Dans Sound of Metal, Ruben (Riz Ahmed) joue de la batterie dans un groupe de métal, un duo qu’il tient avec sa copine Lou (Olivia Cooke). Musicien itinérant dans son camping-car/studio de musique, un énorme tatouage « Please kill me » sur le torse, Ruben est de ces marginaux qu’on rejette. Lou, quant a elle, arbore timidement de nombreuses cicatrices sur le bras. Malgré cela, tout a l’air d’une idylle entre les deux : une tournée de prévue et une relation saine entre eux. Réunis par l’amour de la musique, Ruben voit peu à peu son idéal s’éloigner lorsqu’il se rend compte qu’il perd l’audition.
Comment apprendre à vivre avec cette invitation à retourner vers ses vieux démons ? Outre un excellent concept introspectif, Sound of Metal se dote d’un sound design rarement aussi travaillé dans une oeuvre cinématographique : merci au talentueux Nicolas Becker, car c’est notamment grâce à cet élément que le film de Darius Marder est transcendé. Le spectateur se retrouve violemment propulsé dans la tête de Ruben, sourd en devenir, pour l’accompagner tout au long de ce processus d’apprentissage et, qui sait, d’acceptation.
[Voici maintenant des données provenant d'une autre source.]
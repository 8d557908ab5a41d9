//! UTXO index: a rebuildable secondary view over the chain store.
//!
//! Spendable outputs live under `u‖txid` keys as [`TxOutputs`] maps keyed by
//! original output index. The index borrows the chain's store handle; it is
//! never a second open of the database.

use std::collections::HashMap;

use crate::block::Block;
use crate::chain::{utxo_key, Blockchain, ChainError, UTXO_PREFIX};
use crate::crypto;
use crate::transaction::{Transaction, TxError, TxInput, TxOutput, TxOutputs};

/// Operations over the unspent-output index.
pub struct UtxoSet<'a> {
    chain: &'a Blockchain,
}

impl<'a> UtxoSet<'a> {
    pub fn new(chain: &'a Blockchain) -> Self {
        UtxoSet { chain }
    }

    /// Drop every `u`-prefixed entry and rebuild the index from the chain.
    pub fn reindex(&self) -> Result<(), ChainError> {
        let mut deletes = sled::Batch::default();
        for entry in self.chain.db.scan_prefix([UTXO_PREFIX]) {
            let (key, _) = entry?;
            deletes.remove(key);
        }
        self.chain.db.apply_batch(deletes)?;

        let utxo = self.chain.find_utxo()?;

        let mut writes = sled::Batch::default();
        for (txid_hex, outs) in &utxo {
            let txid = hex::decode(txid_hex)
                .expect("index keys are produced by hex::encode");
            writes.insert(utxo_key(&txid), outs.serialize());
        }
        self.chain.db.apply_batch(writes)?;
        Ok(())
    }

    /// Fold one confirmed block into the index: erase the outputs its inputs
    /// spend (preserving the surviving indices), then record the outputs of
    /// every transaction in the block. All edits land in one batch.
    pub fn update(&self, block: &Block) -> Result<(), ChainError> {
        let mut batch = sled::Batch::default();
        // entries already modified by an earlier input of this same block,
        // so a second spend of the same prev-tx sees the reduced map
        let mut pending: HashMap<Vec<u8>, TxOutputs> = HashMap::new();

        for tx in &block.transactions {
            if !tx.is_coinbase() {
                for vin in &tx.vin {
                    let mut outs = match pending.remove(&vin.txid) {
                        Some(outs) => outs,
                        None => match self.chain.db.get(utxo_key(&vin.txid))? {
                            Some(bytes) => TxOutputs::deserialize(&bytes)?,
                            None => continue,
                        },
                    };

                    outs.outputs.remove(&(vin.vout as u32));
                    if outs.outputs.is_empty() {
                        batch.remove(utxo_key(&vin.txid));
                    } else {
                        batch.insert(utxo_key(&vin.txid), outs.serialize());
                        pending.insert(vin.txid.clone(), outs);
                    }
                }
            }

            let mut new_outputs = TxOutputs::default();
            for (idx, out) in tx.vout.iter().enumerate() {
                new_outputs.outputs.insert(idx as u32, out.clone());
            }
            batch.insert(utxo_key(&tx.id), new_outputs.serialize());
        }

        self.chain.db.apply_batch(batch)?;
        Ok(())
    }

    /// Every unspent output locked to `pub_key_hash`.
    pub fn find_utxo(&self, pub_key_hash: &[u8]) -> Result<Vec<TxOutput>, ChainError> {
        let mut utxos = Vec::new();
        for entry in self.chain.db.scan_prefix([UTXO_PREFIX]) {
            let (_, value) = entry?;
            let outs = TxOutputs::deserialize(&value)?;
            for out in outs.outputs.values() {
                if out.is_locked_with(pub_key_hash) {
                    utxos.push(out.clone());
                }
            }
        }
        Ok(utxos)
    }

    /// Accumulate outputs locked to `pub_key_hash` in store order until
    /// `amount` is covered. Returns the accumulated value and the selected
    /// output indices per hex txid.
    pub fn find_spendable_outputs(
        &self,
        pub_key_hash: &[u8],
        amount: i64,
    ) -> Result<(i64, HashMap<String, Vec<u32>>), ChainError> {
        let mut selected: HashMap<String, Vec<u32>> = HashMap::new();
        let mut accumulated = 0i64;

        'scan: for entry in self.chain.db.scan_prefix([UTXO_PREFIX]) {
            let (key, value) = entry?;
            let txid_hex = hex::encode(&key[1..]);
            let outs = TxOutputs::deserialize(&value)?;

            for (idx, out) in &outs.outputs {
                if out.is_locked_with(pub_key_hash) && accumulated < amount {
                    accumulated += out.value;
                    selected.entry(txid_hex.clone()).or_default().push(*idx);
                    if accumulated >= amount {
                        break 'scan;
                    }
                }
            }
        }

        Ok((accumulated, selected))
    }

    /// Number of transactions with at least one unspent output.
    pub fn count_transactions(&self) -> Result<usize, ChainError> {
        let mut count = 0;
        for entry in self.chain.db.scan_prefix([UTXO_PREFIX]) {
            entry?;
            count += 1;
        }
        Ok(count)
    }

    /// Build an unsigned transfer of `amount` from the owner of `pub_key` to
    /// `to`, with change back to the sender. The caller signs it afterwards.
    pub fn new_transaction(
        &self,
        pub_key: &[u8],
        to: &str,
        amount: i64,
    ) -> Result<Transaction, ChainError> {
        let pub_key_hash = crypto::hash_pubkey(pub_key);
        let (accumulated, selected) = self.find_spendable_outputs(&pub_key_hash, amount)?;

        if accumulated < amount {
            return Err(ChainError::Tx(TxError::InsufficientFunds {
                available: accumulated,
                required: amount,
            }));
        }

        let mut vin = Vec::new();
        for (txid_hex, indices) in &selected {
            let txid = hex::decode(txid_hex)
                .expect("selection keys are produced by hex::encode");
            for idx in indices {
                vin.push(TxInput {
                    txid: txid.clone(),
                    vout: *idx as i32,
                    signature: Vec::new(),
                    pub_key: pub_key.to_vec(),
                });
            }
        }

        let mut vout = vec![TxOutput::locked_to(amount, to).map_err(TxError::from)?];
        if accumulated > amount {
            let change_addr = crypto::address_from_pubkey(pub_key);
            vout.push(TxOutput::locked_to(accumulated - amount, &change_addr)
                .map_err(TxError::from)?);
        }

        let mut tx = Transaction {
            id: [0u8; 32],
            vin,
            vout,
        };
        tx.set_id();
        Ok(tx)
    }
}

#[cfg(test)]
mod tests {
    use super::*;
    use crate::pow::no_abort;
    use crate::wallet::Wallet;
    use crate::ZERO_HASH;

    fn fresh_chain(wallet: &Wallet) -> (tempfile::TempDir, Blockchain) {
        let dir = tempfile::tempdir().unwrap();
        let chain = Blockchain::create(&dir.path().join("blocks"), &wallet.address()).unwrap();
        UtxoSet::new(&chain).reindex().unwrap();
        (dir, chain)
    }

    fn balance(chain: &Blockchain, wallet: &Wallet) -> i64 {
        UtxoSet::new(chain)
            .find_utxo(&crypto::hash_pubkey(wallet.public_key()))
            .unwrap()
            .iter()
            .map(|o| o.value)
            .sum()
    }

    #[test]
    fn reindex_after_genesis() {
        let alice = Wallet::new();
        let (_dir, chain) = fresh_chain(&alice);

        assert_eq!(UtxoSet::new(&chain).count_transactions().unwrap(), 1);
        assert_eq!(balance(&chain, &alice), 10);
    }

    #[test]
    fn spend_moves_balance() {
        let alice = Wallet::new();
        let bob = Wallet::new();
        let (_dir, mut chain) = fresh_chain(&alice);

        let utxo = UtxoSet::new(&chain);
        let mut tx = utxo.new_transaction(alice.public_key(), &bob.address(), 3).unwrap();
        chain.sign_transaction(&mut tx, &alice).unwrap();

        let coinbase = Transaction::new_coinbase(&alice.address(), "", 1).unwrap();
        let block = chain.mine_block(vec![coinbase, tx], no_abort()).unwrap();
        UtxoSet::new(&chain).update(&block).unwrap();

        // genesis 10 spent, change 7 back, fresh coinbase 10
        assert_eq!(balance(&chain, &alice), 17);
        assert_eq!(balance(&chain, &bob), 3);
    }

    #[test]
    fn insufficient_funds_reported() {
        let alice = Wallet::new();
        let bob = Wallet::new();
        let (_dir, chain) = fresh_chain(&alice);

        let err = UtxoSet::new(&chain)
            .new_transaction(alice.public_key(), &bob.address(), 1000)
            .unwrap_err();
        match err {
            ChainError::Tx(TxError::InsufficientFunds {
                available,
                required,
            }) => {
                assert_eq!(available, 10);
                assert_eq!(required, 1000);
            }
            other => panic!("expected InsufficientFunds, got {:?}", other),
        }
    }

    #[test]
    fn update_equals_reindex() {
        let alice = Wallet::new();
        let bob = Wallet::new();
        let (_dir, mut chain) = fresh_chain(&alice);

        let mut tx = UtxoSet::new(&chain)
            .new_transaction(alice.public_key(), &bob.address(), 4)
            .unwrap();
        chain.sign_transaction(&mut tx, &alice).unwrap();
        let cb = Transaction::new_coinbase(&bob.address(), "", 1).unwrap();
        let block = chain.mine_block(vec![cb, tx], no_abort()).unwrap();
        UtxoSet::new(&chain).update(&block).unwrap();

        let incremental_alice = balance(&chain, &alice);
        let incremental_bob = balance(&chain, &bob);

        UtxoSet::new(&chain).reindex().unwrap();
        assert_eq!(balance(&chain, &alice), incremental_alice);
        assert_eq!(balance(&chain, &bob), incremental_bob);
    }

    #[test]
    fn partial_spend_preserves_indices() {
        let alice = Wallet::new();
        let bob = Wallet::new();
        let (_dir, chain) = fresh_chain(&alice);
        let alice_hash = crypto::hash_pubkey(alice.public_key()).to_vec();

        // plant a funding entry with three outputs at indices 0, 1, 2
        let mut funding = TxOutputs::default();
        for idx in 0..3u32 {
            funding.outputs.insert(
                idx,
                TxOutput {
                    value: (idx as i64 + 1) * 5,
                    pub_key_hash: alice_hash.clone(),
                },
            );
        }
        let funding_txid = vec![0xAB; 32];
        chain
            .db
            .insert(utxo_key(&funding_txid), funding.serialize())
            .unwrap();

        // one transaction spends outputs 0 and 2 through two inputs
        let mut spender = Transaction {
            id: [0u8; 32],
            vin: vec![
                TxInput {
                    txid: funding_txid.clone(),
                    vout: 0,
                    signature: Vec::new(),
                    pub_key: alice.public_key().to_vec(),
                },
                TxInput {
                    txid: funding_txid.clone(),
                    vout: 2,
                    signature: Vec::new(),
                    pub_key: alice.public_key().to_vec(),
                },
            ],
            vout: vec![TxOutput {
                value: 20,
                pub_key_hash: crypto::hash_pubkey(bob.public_key()).to_vec(),
            }],
        };
        spender.set_id();

        let coinbase = Transaction::new_coinbase(&alice.address(), "", 1).unwrap();
        let block = Block {
            timestamp: 1,
            transactions: vec![coinbase, spender],
            prev_hash: chain.tip(),
            hash: ZERO_HASH,
            nonce: 0,
            bits: 8,
        };
        UtxoSet::new(&chain).update(&block).unwrap();

        let remaining = chain.db.get(utxo_key(&funding_txid)).unwrap().unwrap();
        let outs = TxOutputs::deserialize(&remaining).unwrap();
        // only the untouched output survives, under its original index
        assert_eq!(outs.outputs.keys().copied().collect::<Vec<_>>(), [1]);
        assert_eq!(outs.outputs[&1].value, 10);
    }

    #[test]
    fn spending_last_output_deletes_entry() {
        let alice = Wallet::new();
        let bob = Wallet::new();
        let (_dir, mut chain) = fresh_chain(&alice);
        let genesis_coinbase_id = chain
            .get_block(&chain.tip())
            .unwrap()
            .transactions[0]
            .id
            .to_vec();

        // spend the whole genesis output: no change output
        let mut tx = UtxoSet::new(&chain)
            .new_transaction(alice.public_key(), &bob.address(), 10)
            .unwrap();
        chain.sign_transaction(&mut tx, &alice).unwrap();
        let cb = Transaction::new_coinbase(&bob.address(), "", 1).unwrap();
        let block = chain.mine_block(vec![cb, tx], no_abort()).unwrap();
        UtxoSet::new(&chain).update(&block).unwrap();

        assert!(chain.db.get(utxo_key(&genesis_coinbase_id)).unwrap().is_none());
        assert_eq!(balance(&chain, &alice), 0);
        // 10 transferred plus the block's own coinbase
        assert_eq!(balance(&chain, &bob), 20);
    }

    #[test]
    fn find_spendable_stops_at_amount() {
        let alice = Wallet::new();
        let (_dir, mut chain) = fresh_chain(&alice);
        // add a second coinbase so alice holds two outputs of 10
        let cb = Transaction::new_coinbase(&alice.address(), "more", 1).unwrap();
        let block = chain.mine_block(vec![cb], no_abort()).unwrap();
        UtxoSet::new(&chain).update(&block).unwrap();

        let pkh = crypto::hash_pubkey(alice.public_key());
        let (acc, selected) = UtxoSet::new(&chain)
            .find_spendable_outputs(&pkh, 5)
            .unwrap();
        assert_eq!(acc, 10);
        assert_eq!(selected.values().map(|v| v.len()).sum::<usize>(), 1);
    }
}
Si le film ne va pas jusqu’à l’expérimentation extrême qui plongerait la salle dans une surdité permanente (ou presque), il y a une vraie pertinence dans l’alternance des séquences semi-subjectives et séquences externes. Le spectateur reste donc collé à un Riz Ahmed grandiose tout au long du métrage, passant du fameux sound of metal, à savoir l’acouphène qui tire vers le larsen, pour aller à la vision objective et gentiment triste de la réalité d’une discussion animée entre sourds, ponctuée avant tout de légers geignements et de coups sur les meubles pour attirer l’attention. Sound of Metal dépasse donc la simple quête introspective pour arriver à devenir une de représentations, celle d’une communauté encore très peu montrée.
Et pour cause, il semblait ardu de relever le défi d’exprimer à la fois cet entre-deux cauchemardesque dans lequel se trouve Ruben, et la vie d’une communauté de sourds limite sectaire. Le tout est finalement sublimé par la délicatesse de la relation amoureuse, moteur indispensable pour le décadent Ruben. Dans une scène à tendance niaiseuse, les deux se retrouvent enlacés dans le lit de la maison parisienne de Lou, à pleurer dans les bras l’un de l’autre. Pourtant, la vraie détresse perceptible durant tout le film explose enfin, de la façon la plus pudique qui soit. Ruben, cet ex-toxicomane à la recherche de la rédemption, se retrouve parfois contraint à se retrouver seul face à une feuille blanche jusqu’à ce qu’il exprime tout ce qu’il a à exprimer.